JC Penney is struggling. Like Sears, another broad range retailer, Penney has seen its market share erode, due to a wide range of factors. Some of those factors include shopping patterns (fewer people going to malls), shifts in fashion and foot traffic, the length and depth of the recession, online versus retail shopping, and many more. Sears and Penney’s, along with some other venerated retailers who in many ways founded the way Americans shop, seem increasingly out of touch and irrelevant.
What is most telling is that Penneys has, or should have, a wealth of data about their loyal customers, but they’ve managed to anger them by eliminating coupons and promotions. The new CEO’s strategy is to shift to everyday low prices, but that has confused and angered the existing Penney’s shopper. Here’s how Forbes puts it: Johnson admitted he misjudged how customers would react to the change. “We failed at that,” he says. What? Your most important strategic decision and you “failed” at helping customers understand the change, or understanding if and when the decision was necessary?
Penney’s management either decided that existing customers weren’t valuable, or decided that they wanted new customers who weren’t shopping at Penneys. The problem with their strategy is that they shut off the spigit of current cash flow from existing customers, who are confused by the lack of promotions and coupons, but haven’t ramped up a new segment of customers who want everyday low prices. Or, do these second customers exist?
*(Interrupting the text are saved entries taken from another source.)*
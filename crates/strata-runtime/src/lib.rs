//! Runtime layer for Strata permissions.
//!
//! `strata-auth` defines the permission model and its collaborator
//! traits; this crate provides the implementations a metadata server
//! wires up at startup:
//!
//! - [`LoginUser`]: init-once process login identity
//! - [`group`]: identity and static group mapping, TTL cache, provider registry
//! - [`config`]: layered TOML + environment configuration
//! - [`PermissionService`]: builds owned, masked permissions for new entries
//!
//! # Startup
//!
//! ```
//! use strata_runtime::config::ConfigLoader;
//! use strata_runtime::group::GroupMappingRegistry;
//! use strata_runtime::PermissionService;
//!
//! let config = ConfigLoader::new().skip_env_vars().load().expect("config");
//! let service = PermissionService::from_config(
//!     &config.security,
//!     &GroupMappingRegistry::with_builtins(),
//! )
//! .expect("permission service");
//! assert_eq!(service.umask().to_string(), "0022");
//! ```

pub mod config;
pub mod group;
mod login;
mod service;

pub use login::{LoginUser, OsPrincipalLookup, OS_USER_VARS};
pub use service::PermissionService;

// Re-export the model for convenience
pub use strata_auth::{
    AuthContext, AuthType, GroupResolutionError, GroupResolver, LoginIdentity, Permission,
    PermissionError, RequestIdentity,
};
pub use strata_types::{Mode, ModeBits};
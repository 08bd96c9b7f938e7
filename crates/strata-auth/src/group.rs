//! Group resolution boundary.
//!
//! [`GroupResolver`] maps a user name to its ordered groups. The first
//! group is the user's primary group and becomes the owning group of
//! newly created entries.
//!
//! Implementations live in `strata-runtime` (identity mapping, static
//! tables, caching) and are selected at startup by identifier.

use strata_types::ErrorCode;
use thiserror::Error;

/// Maps a user to its groups.
///
/// Lookups may be slow or networked; callers treat them as blocking.
/// Retry policy, if any, belongs to the implementation.
///
/// # Example
///
/// ```
/// use strata_auth::{GroupResolutionError, GroupResolver};
///
/// struct Wheel;
///
/// impl GroupResolver for Wheel {
///     fn groups(&self, _user: &str) -> Result<Vec<String>, GroupResolutionError> {
///         Ok(vec!["wheel".to_string(), "staff".to_string()])
///     }
/// }
///
/// assert_eq!(Wheel.primary_group("root").unwrap(), Some("wheel".to_string()));
/// ```
pub trait GroupResolver: Send + Sync {
    /// Returns the groups of `user`, primary group first.
    ///
    /// An empty list is valid and means "no known group".
    ///
    /// # Errors
    ///
    /// Returns [`GroupResolutionError`] if the lookup fails.
    fn groups(&self, user: &str) -> Result<Vec<String>, GroupResolutionError>;

    /// Returns the primary group of `user`, if any.
    ///
    /// # Errors
    ///
    /// Propagates [`groups`](Self::groups) failures.
    fn primary_group(&self, user: &str) -> Result<Option<String>, GroupResolutionError> {
        Ok(self.groups(user)?.into_iter().next())
    }
}

/// Group resolver creation or lookup failure.
#[derive(Debug, Clone, PartialEq, Eq, Error)]
pub enum GroupResolutionError {
    /// No factory registered under the configured identifier.
    #[error("unknown group mapping provider '{provider}'")]
    UnknownProvider {
        /// The configured identifier.
        provider: String,
    },

    /// Provider exists but its configuration is unusable.
    #[error("group mapping provider '{provider}' is misconfigured: {reason}")]
    Misconfigured {
        /// The provider identifier.
        provider: String,
        /// What is wrong.
        reason: String,
    },

    /// Lookup for a user failed.
    #[error("failed to resolve groups for user '{user}': {reason}")]
    Lookup {
        /// The user being resolved.
        user: String,
        /// Backend-specific failure description.
        reason: String,
    },
}

impl GroupResolutionError {
    /// Creates a lookup error.
    pub fn lookup(user: impl Into<String>, reason: impl Into<String>) -> Self {
        Self::Lookup {
            user: user.into(),
            reason: reason.into(),
        }
    }

    /// Creates a misconfiguration error.
    pub fn misconfigured(provider: impl Into<String>, reason: impl Into<String>) -> Self {
        Self::Misconfigured {
            provider: provider.into(),
            reason: reason.into(),
        }
    }
}

impl ErrorCode for GroupResolutionError {
    fn code(&self) -> &'static str {
        match self {
            Self::UnknownProvider { .. } => "GROUP_UNKNOWN_PROVIDER",
            Self::Misconfigured { .. } => "GROUP_MISCONFIGURED",
            Self::Lookup { .. } => "GROUP_LOOKUP_FAILED",
        }
    }

    fn is_recoverable(&self) -> bool {
        false
    }
}

#[cfg(test)]
mod tests {
    use super::*;
    use strata_types::assert_error_codes;

    struct Fixed(Vec<&'static str>);

    impl GroupResolver for Fixed {
        fn groups(&self, _user: &str) -> Result<Vec<String>, GroupResolutionError> {
            Ok(self.0.iter().map(|g| (*g).to_string()).collect())
        }
    }

    #[test]
    fn primary_group_is_first() {
        let resolver = Fixed(vec!["eng", "staff"]);
        assert_eq!(
            resolver.primary_group("alice").expect("lookup"),
            Some("eng".to_string())
        );
    }

    #[test]
    fn primary_group_of_empty_list_is_none() {
        let resolver = Fixed(vec![]);
        assert_eq!(resolver.primary_group("alice").expect("lookup"), None);
    }

    #[test]
    fn lookup_error_display() {
        let err = GroupResolutionError::lookup("bob", "directory unreachable");
        let msg = err.to_string();
        assert!(msg.contains("bob"), "got: {msg}");
        assert!(msg.contains("directory unreachable"), "got: {msg}");
    }

    #[test]
    fn error_codes() {
        assert_error_codes(
            &[
                GroupResolutionError::UnknownProvider {
                    provider: "ldap".into(),
                },
                GroupResolutionError::misconfigured("static", "empty table"),
                GroupResolutionError::lookup("bob", "timeout"),
            ],
            "GROUP_",
        );
    }
}
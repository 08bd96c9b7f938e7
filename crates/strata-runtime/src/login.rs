//! Process-wide login identity.
//!
//! The service acts as a single principal for metadata it creates on its
//! own behalf. [`LoginUser`] computes that principal lazily, exactly once,
//! and hands out the same answer for the rest of the process.
//!
//! # Lifecycle
//!
//! ```text
//! LoginUser::from_config()        nothing computed yet
//!        │
//!        ▼ first current_principal()  (concurrent callers wait, one computes)
//! configured login_username
//!   └─ else OS principal ($USER, $LOGNAME, $USERNAME)
//!        │
//!        ▼
//! cached for the lifetime of the value
//! ```
//!
//! Share one instance through `Arc`. Tests can clear the cached value with
//! `reset()`, which exists only under `cfg(test)` or the `test-utils`
//! feature and needs exclusive access.

use crate::config::SecurityConfig;
use std::sync::OnceLock;
use strata_auth::{IdentitySource, LoginIdentity, PermissionError};
use tracing::{debug, info};

/// Environment variables consulted for the OS principal, in order.
pub const OS_USER_VARS: [&str; 3] = ["USER", "LOGNAME", "USERNAME"];

/// Looks up the OS-level principal.
pub type OsPrincipalLookup = fn() -> Option<String>;

fn os_principal_from_env() -> Option<String> {
    OS_USER_VARS
        .iter()
        .filter_map(|var| std::env::var(var).ok())
        .find(|name| !name.is_empty())
}

/// Init-once login principal of the service process.
///
/// # Example
///
/// ```
/// use strata_auth::LoginIdentity;
/// use strata_runtime::LoginUser;
///
/// let login = LoginUser::new(Some("strata".to_string()));
/// assert_eq!(login.current_principal().unwrap(), "strata");
/// ```
#[derive(Debug)]
pub struct LoginUser {
    configured: Option<String>,
    os_lookup: OsPrincipalLookup,
    principal: OnceLock<Option<String>>,
}

impl LoginUser {
    /// Creates a login identity preferring `configured` over the OS user.
    #[must_use]
    pub fn new(configured: Option<String>) -> Self {
        Self::with_os_lookup(configured, os_principal_from_env)
    }

    /// Creates a login identity from the security configuration.
    #[must_use]
    pub fn from_config(config: &SecurityConfig) -> Self {
        Self::new(config.login_username.clone())
    }

    /// Creates a login identity with a custom OS principal lookup.
    #[must_use]
    pub fn with_os_lookup(configured: Option<String>, os_lookup: OsPrincipalLookup) -> Self {
        Self {
            configured: configured.filter(|name| !name.is_empty()),
            os_lookup,
            principal: OnceLock::new(),
        }
    }

    /// Returns `true` once the principal has been computed.
    #[must_use]
    pub fn is_initialized(&self) -> bool {
        self.principal.get().is_some()
    }

    /// Forgets the computed principal so the next access recomputes it.
    #[cfg(any(test, feature = "test-utils"))]
    pub fn reset(&mut self) {
        self.principal = OnceLock::new();
    }

    fn compute(&self) -> Option<String> {
        if let Some(ref name) = self.configured {
            info!(principal = %name, "login principal from configuration");
            return Some(name.clone());
        }

        match (self.os_lookup)() {
            Some(name) => {
                info!(principal = %name, "login principal from OS user");
                Some(name)
            }
            None => {
                debug!("no login principal configured or available from the OS");
                None
            }
        }
    }
}

impl LoginIdentity for LoginUser {
    fn current_principal(&self) -> Result<&str, PermissionError> {
        self.principal
            .get_or_init(|| self.compute())
            .as_deref()
            .ok_or(PermissionError::authentication_required(
                IdentitySource::Login,
            ))
    }
}

#[cfg(test)]
mod tests {
    use super::*;
    use std::sync::atomic::{AtomicUsize, Ordering};
    use std::sync::Arc;

    fn os_user() -> Option<String> {
        Some("os_user".to_string())
    }

    fn no_os_user() -> Option<String> {
        None
    }

    #[test]
    fn configured_name_wins() {
        let login = LoginUser::with_os_lookup(Some("test_login_user".to_string()), os_user);
        assert_eq!(login.current_principal(), Ok("test_login_user"));
    }

    #[test]
    fn falls_back_to_os_user() {
        let login = LoginUser::with_os_lookup(None, os_user);
        assert_eq!(login.current_principal(), Ok("os_user"));
    }

    #[test]
    fn empty_configured_name_is_ignored() {
        let login = LoginUser::with_os_lookup(Some(String::new()), os_user);
        assert_eq!(login.current_principal(), Ok("os_user"));
    }

    #[test]
    fn no_principal_requires_authentication() {
        let login = LoginUser::with_os_lookup(None, no_os_user);
        assert_eq!(
            login.current_principal(),
            Err(PermissionError::authentication_required(
                IdentitySource::Login
            ))
        );
    }

    #[test]
    fn lazy_until_first_access() {
        let login = LoginUser::with_os_lookup(None, os_user);
        assert!(!login.is_initialized());
        login.current_principal().expect("principal");
        assert!(login.is_initialized());
    }

    static COUNTED_CALLS: AtomicUsize = AtomicUsize::new(0);

    fn counted_os_user() -> Option<String> {
        COUNTED_CALLS.fetch_add(1, Ordering::SeqCst);
        std::thread::sleep(std::time::Duration::from_millis(5));
        Some("counted".to_string())
    }

    #[test]
    fn concurrent_first_access_computes_once() {
        let login = Arc::new(LoginUser::with_os_lookup(None, counted_os_user));

        std::thread::scope(|scope| {
            for _ in 0..16 {
                let login = Arc::clone(&login);
                scope.spawn(move || {
                    assert_eq!(login.current_principal(), Ok("counted"));
                });
            }
        });

        assert_eq!(COUNTED_CALLS.load(Ordering::SeqCst), 1);
    }

    #[test]
    fn reset_recomputes() {
        let mut login = LoginUser::with_os_lookup(Some("first".to_string()), no_os_user);
        assert_eq!(login.current_principal(), Ok("first"));

        login.reset();
        assert!(!login.is_initialized());

        login.configured = Some("second".to_string());
        assert_eq!(login.current_principal(), Ok("second"));
    }

    #[test]
    fn from_config_uses_login_username() {
        let config = SecurityConfig {
            login_username: Some("svc".to_string()),
            ..SecurityConfig::default()
        };
        let login = LoginUser::from_config(&config);
        assert_eq!(login.current_principal(), Ok("svc"));
    }
}
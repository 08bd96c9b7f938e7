//! Time-bounded caching decorator for group resolvers.
//!
//! Directory-backed lookups can be slow, and the same few users create
//! most entries. [`CachedGroupResolver`] keeps successful lookups for a
//! fixed TTL. Failures are never cached.
//!
//! Expired entries are pruned whenever a fresh result is stored, so the
//! map holds at most the users looked up within the last TTL window.

use parking_lot::RwLock;
use std::collections::HashMap;
use std::sync::Arc;
use std::time::{Duration, Instant};
use strata_auth::{GroupResolutionError, GroupResolver};

#[derive(Debug, Clone)]
struct CacheEntry {
    groups: Vec<String>,
    fetched_at: Instant,
}

/// Caches another resolver's results for `ttl`.
///
/// Concurrent misses for the same user may each reach the inner
/// resolver; the last result wins. Lookups never hold the lock while
/// calling the inner resolver.
pub struct CachedGroupResolver {
    inner: Arc<dyn GroupResolver>,
    ttl: Duration,
    entries: RwLock<HashMap<String, CacheEntry>>,
}

impl CachedGroupResolver {
    /// Wraps `inner` with a cache of lifetime `ttl`.
    #[must_use]
    pub fn new(inner: Arc<dyn GroupResolver>, ttl: Duration) -> Self {
        Self {
            inner,
            ttl,
            entries: RwLock::new(HashMap::new()),
        }
    }

    /// Cache lifetime.
    #[must_use]
    pub fn ttl(&self) -> Duration {
        self.ttl
    }

    /// Drops the cached entry for `user`.
    pub fn invalidate(&self, user: &str) {
        self.entries.write().remove(user);
    }

    /// Drops every cached entry.
    pub fn clear(&self) {
        self.entries.write().clear();
    }

    /// Number of cached users, including entries that expired since the
    /// last insert.
    #[must_use]
    pub fn cached_users(&self) -> usize {
        self.entries.read().len()
    }

    fn fresh(&self, user: &str) -> Option<Vec<String>> {
        let entries = self.entries.read();
        entries
            .get(user)
            .filter(|entry| entry.fetched_at.elapsed() < self.ttl)
            .map(|entry| entry.groups.clone())
    }
}

impl GroupResolver for CachedGroupResolver {
    fn groups(&self, user: &str) -> Result<Vec<String>, GroupResolutionError> {
        if let Some(groups) = self.fresh(user) {
            return Ok(groups);
        }

        let groups = self.inner.groups(user)?;
        tracing::trace!(user = %user, count = groups.len(), "cached group lookup");
        let mut entries = self.entries.write();
        entries.retain(|_, entry| entry.fetched_at.elapsed() < self.ttl);
        entries.insert(
            user.to_string(),
            CacheEntry {
                groups: groups.clone(),
                fetched_at: Instant::now(),
            },
        );
        Ok(groups)
    }
}

impl std::fmt::Debug for CachedGroupResolver {
    fn fmt(&self, f: &mut std::fmt::Formatter<'_>) -> std::fmt::Result {
        f.debug_struct("CachedGroupResolver")
            .field("ttl", &self.ttl)
            .field("cached_users", &self.cached_users())
            .finish_non_exhaustive()
    }
}

#[cfg(test)]
mod tests {
    use super::*;
    use std::sync::atomic::{AtomicUsize, Ordering};

    #[derive(Default)]
    struct Counting {
        calls: AtomicUsize,
        fail: bool,
    }

    impl GroupResolver for Counting {
        fn groups(&self, user: &str) -> Result<Vec<String>, GroupResolutionError> {
            self.calls.fetch_add(1, Ordering::SeqCst);
            if self.fail {
                return Err(GroupResolutionError::lookup(user, "backend down"));
            }
            Ok(vec![format!("{user}-group")])
        }
    }

    fn cached(inner: &Arc<Counting>, ttl: Duration) -> CachedGroupResolver {
        CachedGroupResolver::new(Arc::clone(inner) as Arc<dyn GroupResolver>, ttl)
    }

    #[test]
    fn hit_skips_inner_resolver() {
        let inner = Arc::new(Counting::default());
        let resolver = cached(&inner, Duration::from_secs(60));

        assert_eq!(
            resolver.groups("alice").expect("first"),
            vec!["alice-group".to_string()]
        );
        assert_eq!(
            resolver.groups("alice").expect("second"),
            vec!["alice-group".to_string()]
        );
        assert_eq!(inner.calls.load(Ordering::SeqCst), 1);
        assert_eq!(resolver.cached_users(), 1);
    }

    #[test]
    fn users_are_cached_separately() {
        let inner = Arc::new(Counting::default());
        let resolver = cached(&inner, Duration::from_secs(60));

        resolver.groups("alice").expect("alice");
        resolver.groups("bob").expect("bob");
        assert_eq!(inner.calls.load(Ordering::SeqCst), 2);
        assert_eq!(
            resolver.primary_group("bob").expect("cached bob"),
            Some("bob-group".to_string())
        );
        assert_eq!(inner.calls.load(Ordering::SeqCst), 2);
    }

    #[test]
    fn expired_entry_is_refetched() {
        let inner = Arc::new(Counting::default());
        let resolver = cached(&inner, Duration::from_millis(1));

        resolver.groups("alice").expect("first");
        std::thread::sleep(Duration::from_millis(10));
        resolver.groups("alice").expect("second");
        assert_eq!(inner.calls.load(Ordering::SeqCst), 2);
    }

    #[test]
    fn insert_prunes_expired_entries() {
        let inner = Arc::new(Counting::default());
        let resolver = cached(&inner, Duration::from_millis(1));
        assert_eq!(resolver.ttl(), Duration::from_millis(1));

        resolver.groups("alice").expect("alice");
        resolver.groups("bob").expect("bob");
        std::thread::sleep(Duration::from_millis(10));

        resolver.groups("carol").expect("carol");
        assert_eq!(resolver.cached_users(), 1);
    }

    #[test]
    fn failures_are_not_cached() {
        let inner = Arc::new(Counting {
            calls: AtomicUsize::new(0),
            fail: true,
        });
        let resolver = cached(&inner, Duration::from_secs(60));

        assert!(resolver.groups("alice").is_err());
        assert!(resolver.groups("alice").is_err());
        assert_eq!(inner.calls.load(Ordering::SeqCst), 2);
        assert_eq!(resolver.cached_users(), 0);
    }

    #[test]
    fn invalidate_and_clear() {
        let inner = Arc::new(Counting::default());
        let resolver = cached(&inner, Duration::from_secs(60));

        resolver.groups("alice").expect("alice");
        resolver.groups("bob").expect("bob");
        resolver.invalidate("alice");
        assert_eq!(resolver.cached_users(), 1);

        resolver.groups("alice").expect("refetch");
        assert_eq!(inner.calls.load(Ordering::SeqCst), 3);

        resolver.clear();
        assert_eq!(resolver.cached_users(), 0);
    }
}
It’s not clear that Penney’s understand their existing customers needs and wants, or what their potential customers needs and wants are.
This scenario is what blocks innovation in many organizations. Management is terrified that a new innovation will kill the golden goose of current earnings, without attracting enough new business to create new earning streams. The worst possible outcome is to confuse or distract existing customers and simultaneously fail to win significant numbers of profitable new customers.
I wasn’t present at the conception of the one low price strategy at Penney’s, but I have to believe it was driven from the top down, and the inside out. New products, services and business models are successful when they meet real needs, whether those needs are clearly identified or still unarticulated. I think the Penney’s executive team believes people want one low price, but it’s clear that they failed to investigate what their existing customers want and need, and whether they believed that the promotions were more work than otherwise. Also, its not clear that Penney’s has identified prospective customers and their wants and needs. So existing customers are angry and confused, and potential customers are uncertain what Penney’s offer. A Twofer!
There’s a lesson here for innovators. You may love your idea. You may think it offers better value, better benefits for your customers than what exists. Your opinion does not matter. You need to solve a need that customers have, a need that is relevant and valuable to them. And, you need to understand how wedded they are to current solutions, benefits and characteristics. Change is difficult and inertia is strong. Yes, Jobs argued that customers didn’t know what they wanted, but he often gave them things that didn’t exist. When comparable alternatives exist, and customers have longevity with usage, understanding their needs, the relevancy and urgency of their needs matters. It’s inexcusable that Penney’s doesn’t understand that and “failed” to do so. The same is true with any innovator who assumes his or her solution meets the needs or offers important value to customers.
Get out of your office. Meet your potential customers. Find out how valuable the existing solution is, what’s wrong with it and how valuable new solutions would be. As Woody Allen once said, 80% of success is just showing up. In innovation, much of success is in finding a valuable and important need and filling it. Just show up where your customers are, listen with an open mind. Don’t impose a solution.